→ PROBLEM DETAILS: For the word "snake", count the lines below that contain it. Give the number alone.

Extracted data entries:
____

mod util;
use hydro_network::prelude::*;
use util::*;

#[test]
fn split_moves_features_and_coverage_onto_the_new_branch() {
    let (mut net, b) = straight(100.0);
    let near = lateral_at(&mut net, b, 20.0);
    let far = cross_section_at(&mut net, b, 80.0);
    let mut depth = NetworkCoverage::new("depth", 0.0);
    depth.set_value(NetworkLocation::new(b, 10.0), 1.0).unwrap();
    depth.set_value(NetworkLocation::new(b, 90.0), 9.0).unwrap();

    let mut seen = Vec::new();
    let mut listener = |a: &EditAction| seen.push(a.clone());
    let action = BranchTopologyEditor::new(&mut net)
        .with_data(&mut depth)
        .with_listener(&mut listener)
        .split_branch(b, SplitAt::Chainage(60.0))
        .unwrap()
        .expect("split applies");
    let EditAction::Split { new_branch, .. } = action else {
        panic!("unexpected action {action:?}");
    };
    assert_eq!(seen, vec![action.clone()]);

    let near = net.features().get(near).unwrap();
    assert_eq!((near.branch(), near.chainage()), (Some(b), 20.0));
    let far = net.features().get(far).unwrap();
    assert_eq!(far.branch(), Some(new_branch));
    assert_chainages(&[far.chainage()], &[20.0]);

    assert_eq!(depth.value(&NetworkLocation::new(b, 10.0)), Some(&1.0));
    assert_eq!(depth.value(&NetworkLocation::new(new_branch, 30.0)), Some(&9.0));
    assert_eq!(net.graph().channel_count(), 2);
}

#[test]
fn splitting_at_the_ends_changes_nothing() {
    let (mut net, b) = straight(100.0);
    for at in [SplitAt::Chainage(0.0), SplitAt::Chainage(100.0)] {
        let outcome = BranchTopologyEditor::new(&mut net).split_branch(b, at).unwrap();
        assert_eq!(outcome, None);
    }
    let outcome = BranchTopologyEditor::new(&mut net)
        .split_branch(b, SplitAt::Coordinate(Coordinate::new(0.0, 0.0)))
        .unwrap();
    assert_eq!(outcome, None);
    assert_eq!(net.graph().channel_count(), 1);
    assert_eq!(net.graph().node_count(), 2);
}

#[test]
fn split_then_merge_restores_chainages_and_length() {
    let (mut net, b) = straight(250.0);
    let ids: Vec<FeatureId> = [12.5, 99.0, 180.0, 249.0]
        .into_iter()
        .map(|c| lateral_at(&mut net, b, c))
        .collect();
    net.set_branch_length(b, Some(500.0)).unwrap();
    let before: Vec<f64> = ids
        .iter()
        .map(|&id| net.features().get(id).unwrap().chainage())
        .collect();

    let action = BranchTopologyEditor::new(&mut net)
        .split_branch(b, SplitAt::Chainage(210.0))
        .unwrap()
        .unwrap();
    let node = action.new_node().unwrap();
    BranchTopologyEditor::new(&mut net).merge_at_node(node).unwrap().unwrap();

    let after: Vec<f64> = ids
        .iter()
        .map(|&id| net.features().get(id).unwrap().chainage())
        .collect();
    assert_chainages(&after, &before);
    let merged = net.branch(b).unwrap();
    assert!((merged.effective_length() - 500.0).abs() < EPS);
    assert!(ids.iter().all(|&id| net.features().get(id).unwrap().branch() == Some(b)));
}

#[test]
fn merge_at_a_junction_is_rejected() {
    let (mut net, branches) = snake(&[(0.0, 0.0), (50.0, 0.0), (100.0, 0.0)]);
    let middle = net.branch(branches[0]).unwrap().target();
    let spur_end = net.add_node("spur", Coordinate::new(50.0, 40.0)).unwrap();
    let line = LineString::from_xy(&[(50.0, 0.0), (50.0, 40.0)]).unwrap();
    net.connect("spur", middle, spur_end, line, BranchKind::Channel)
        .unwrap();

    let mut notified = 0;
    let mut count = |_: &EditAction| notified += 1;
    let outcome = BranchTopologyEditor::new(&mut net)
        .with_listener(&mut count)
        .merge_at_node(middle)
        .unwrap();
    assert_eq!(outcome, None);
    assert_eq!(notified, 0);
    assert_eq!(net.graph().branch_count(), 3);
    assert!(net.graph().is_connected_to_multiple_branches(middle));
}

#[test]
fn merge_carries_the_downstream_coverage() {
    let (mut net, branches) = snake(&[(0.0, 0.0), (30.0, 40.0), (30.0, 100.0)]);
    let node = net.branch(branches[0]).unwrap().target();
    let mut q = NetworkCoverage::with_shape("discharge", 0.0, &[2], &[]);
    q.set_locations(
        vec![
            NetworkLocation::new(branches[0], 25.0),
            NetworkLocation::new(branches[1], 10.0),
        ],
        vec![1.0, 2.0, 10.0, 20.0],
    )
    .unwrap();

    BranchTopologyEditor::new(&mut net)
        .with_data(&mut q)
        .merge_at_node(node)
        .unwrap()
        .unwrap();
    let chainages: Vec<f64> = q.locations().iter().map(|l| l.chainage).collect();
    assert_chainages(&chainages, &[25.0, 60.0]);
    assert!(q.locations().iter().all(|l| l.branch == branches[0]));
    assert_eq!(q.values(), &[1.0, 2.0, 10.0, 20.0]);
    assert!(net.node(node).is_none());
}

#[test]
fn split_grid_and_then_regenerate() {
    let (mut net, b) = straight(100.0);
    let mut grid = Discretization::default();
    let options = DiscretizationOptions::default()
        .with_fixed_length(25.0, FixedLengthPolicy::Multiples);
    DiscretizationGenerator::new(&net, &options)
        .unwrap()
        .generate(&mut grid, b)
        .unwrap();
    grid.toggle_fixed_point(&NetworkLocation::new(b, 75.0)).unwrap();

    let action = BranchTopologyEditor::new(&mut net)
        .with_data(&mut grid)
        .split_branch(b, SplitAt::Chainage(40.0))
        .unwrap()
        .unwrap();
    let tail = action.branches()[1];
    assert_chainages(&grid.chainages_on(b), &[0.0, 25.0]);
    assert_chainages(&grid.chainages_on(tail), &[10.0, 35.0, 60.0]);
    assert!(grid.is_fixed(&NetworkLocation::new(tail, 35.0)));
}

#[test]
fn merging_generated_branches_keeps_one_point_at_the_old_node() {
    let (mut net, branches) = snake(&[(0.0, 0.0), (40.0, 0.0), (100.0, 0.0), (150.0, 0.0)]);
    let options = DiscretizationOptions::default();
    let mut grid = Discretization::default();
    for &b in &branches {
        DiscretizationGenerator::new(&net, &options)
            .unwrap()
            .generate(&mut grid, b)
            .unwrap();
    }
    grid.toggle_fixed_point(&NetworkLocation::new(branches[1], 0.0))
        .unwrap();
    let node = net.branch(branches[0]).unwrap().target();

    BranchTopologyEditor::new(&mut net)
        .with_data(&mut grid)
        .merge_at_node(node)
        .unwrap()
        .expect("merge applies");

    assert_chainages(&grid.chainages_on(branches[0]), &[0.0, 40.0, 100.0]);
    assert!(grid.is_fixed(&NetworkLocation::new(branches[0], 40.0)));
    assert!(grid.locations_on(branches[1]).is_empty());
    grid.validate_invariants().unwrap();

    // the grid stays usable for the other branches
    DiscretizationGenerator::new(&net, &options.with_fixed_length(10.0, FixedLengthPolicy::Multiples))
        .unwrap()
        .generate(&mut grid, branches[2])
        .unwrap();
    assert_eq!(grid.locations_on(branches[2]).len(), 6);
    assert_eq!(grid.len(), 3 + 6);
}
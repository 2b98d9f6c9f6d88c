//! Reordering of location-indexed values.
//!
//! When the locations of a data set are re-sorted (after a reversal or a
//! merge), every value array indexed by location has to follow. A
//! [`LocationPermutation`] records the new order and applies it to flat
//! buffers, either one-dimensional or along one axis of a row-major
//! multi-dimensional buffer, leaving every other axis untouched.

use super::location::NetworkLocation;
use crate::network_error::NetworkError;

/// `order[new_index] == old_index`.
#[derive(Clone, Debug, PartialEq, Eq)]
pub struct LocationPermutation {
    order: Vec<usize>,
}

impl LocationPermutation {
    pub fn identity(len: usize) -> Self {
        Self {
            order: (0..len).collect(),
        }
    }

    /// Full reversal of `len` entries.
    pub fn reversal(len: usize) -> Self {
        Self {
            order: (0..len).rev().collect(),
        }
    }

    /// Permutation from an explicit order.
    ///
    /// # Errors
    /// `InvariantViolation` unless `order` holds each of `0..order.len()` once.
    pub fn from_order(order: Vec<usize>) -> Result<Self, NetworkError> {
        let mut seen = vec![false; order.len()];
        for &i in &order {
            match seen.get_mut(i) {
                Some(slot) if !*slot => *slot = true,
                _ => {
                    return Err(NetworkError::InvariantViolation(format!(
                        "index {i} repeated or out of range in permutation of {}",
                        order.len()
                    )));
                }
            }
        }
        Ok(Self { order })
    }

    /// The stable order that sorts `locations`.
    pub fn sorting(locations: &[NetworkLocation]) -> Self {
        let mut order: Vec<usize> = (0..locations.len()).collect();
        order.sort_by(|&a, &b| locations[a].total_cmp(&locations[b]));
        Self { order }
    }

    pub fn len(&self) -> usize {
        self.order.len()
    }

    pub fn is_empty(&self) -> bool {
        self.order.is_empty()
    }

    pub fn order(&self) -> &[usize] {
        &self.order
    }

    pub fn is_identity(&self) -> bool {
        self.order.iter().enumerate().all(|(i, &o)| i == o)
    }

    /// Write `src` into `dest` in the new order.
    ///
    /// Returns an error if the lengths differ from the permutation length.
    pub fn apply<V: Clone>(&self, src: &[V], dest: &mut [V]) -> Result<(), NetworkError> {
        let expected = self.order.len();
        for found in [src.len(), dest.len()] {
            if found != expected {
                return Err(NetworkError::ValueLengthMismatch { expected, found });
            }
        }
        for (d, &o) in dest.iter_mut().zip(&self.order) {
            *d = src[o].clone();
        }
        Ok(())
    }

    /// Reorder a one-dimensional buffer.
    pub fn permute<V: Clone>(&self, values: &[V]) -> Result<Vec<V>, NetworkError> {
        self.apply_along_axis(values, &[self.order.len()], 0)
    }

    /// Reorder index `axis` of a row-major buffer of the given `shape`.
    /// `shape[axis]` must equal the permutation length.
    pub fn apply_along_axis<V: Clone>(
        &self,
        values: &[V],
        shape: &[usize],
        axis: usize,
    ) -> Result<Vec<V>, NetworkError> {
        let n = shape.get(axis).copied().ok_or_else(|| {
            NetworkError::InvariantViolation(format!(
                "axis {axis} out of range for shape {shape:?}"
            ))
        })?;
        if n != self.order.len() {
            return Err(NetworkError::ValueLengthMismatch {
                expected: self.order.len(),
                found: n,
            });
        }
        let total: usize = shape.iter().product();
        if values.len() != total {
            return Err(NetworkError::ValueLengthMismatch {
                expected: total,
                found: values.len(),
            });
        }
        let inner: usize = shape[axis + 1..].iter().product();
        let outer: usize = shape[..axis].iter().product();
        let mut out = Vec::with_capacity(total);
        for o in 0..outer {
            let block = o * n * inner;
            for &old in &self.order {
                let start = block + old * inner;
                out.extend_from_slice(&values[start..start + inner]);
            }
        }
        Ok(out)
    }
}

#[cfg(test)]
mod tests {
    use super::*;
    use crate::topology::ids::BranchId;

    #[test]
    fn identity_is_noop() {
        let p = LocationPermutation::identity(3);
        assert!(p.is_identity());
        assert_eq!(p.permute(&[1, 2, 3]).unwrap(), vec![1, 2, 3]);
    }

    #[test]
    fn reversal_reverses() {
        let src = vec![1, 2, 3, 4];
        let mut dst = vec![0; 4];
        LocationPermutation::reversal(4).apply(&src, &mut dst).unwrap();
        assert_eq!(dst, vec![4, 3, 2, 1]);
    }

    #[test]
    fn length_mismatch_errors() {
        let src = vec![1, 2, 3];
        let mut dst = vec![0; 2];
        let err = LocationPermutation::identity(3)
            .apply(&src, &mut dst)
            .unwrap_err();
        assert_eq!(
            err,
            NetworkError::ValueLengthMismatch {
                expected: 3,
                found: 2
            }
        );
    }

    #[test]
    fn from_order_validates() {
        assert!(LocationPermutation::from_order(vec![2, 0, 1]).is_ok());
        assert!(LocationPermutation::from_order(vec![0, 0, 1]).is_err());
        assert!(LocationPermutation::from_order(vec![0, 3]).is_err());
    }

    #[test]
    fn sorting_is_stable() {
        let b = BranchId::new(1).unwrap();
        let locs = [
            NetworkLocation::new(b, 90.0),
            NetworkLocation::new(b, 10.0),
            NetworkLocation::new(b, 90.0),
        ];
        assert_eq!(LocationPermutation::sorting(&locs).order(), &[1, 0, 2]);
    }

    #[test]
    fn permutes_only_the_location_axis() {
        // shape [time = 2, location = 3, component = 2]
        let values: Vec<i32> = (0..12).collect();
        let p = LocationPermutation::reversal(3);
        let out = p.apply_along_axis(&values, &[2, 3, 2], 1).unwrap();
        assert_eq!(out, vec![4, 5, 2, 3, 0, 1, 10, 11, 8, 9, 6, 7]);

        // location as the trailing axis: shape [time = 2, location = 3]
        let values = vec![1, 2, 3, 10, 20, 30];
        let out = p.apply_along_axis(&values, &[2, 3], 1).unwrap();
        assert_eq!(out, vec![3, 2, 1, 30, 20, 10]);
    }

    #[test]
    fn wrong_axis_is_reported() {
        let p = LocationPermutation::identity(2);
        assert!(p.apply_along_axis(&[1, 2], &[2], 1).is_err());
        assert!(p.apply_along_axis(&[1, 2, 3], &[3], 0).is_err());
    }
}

____

→ EXERCISE OUTPUT: 3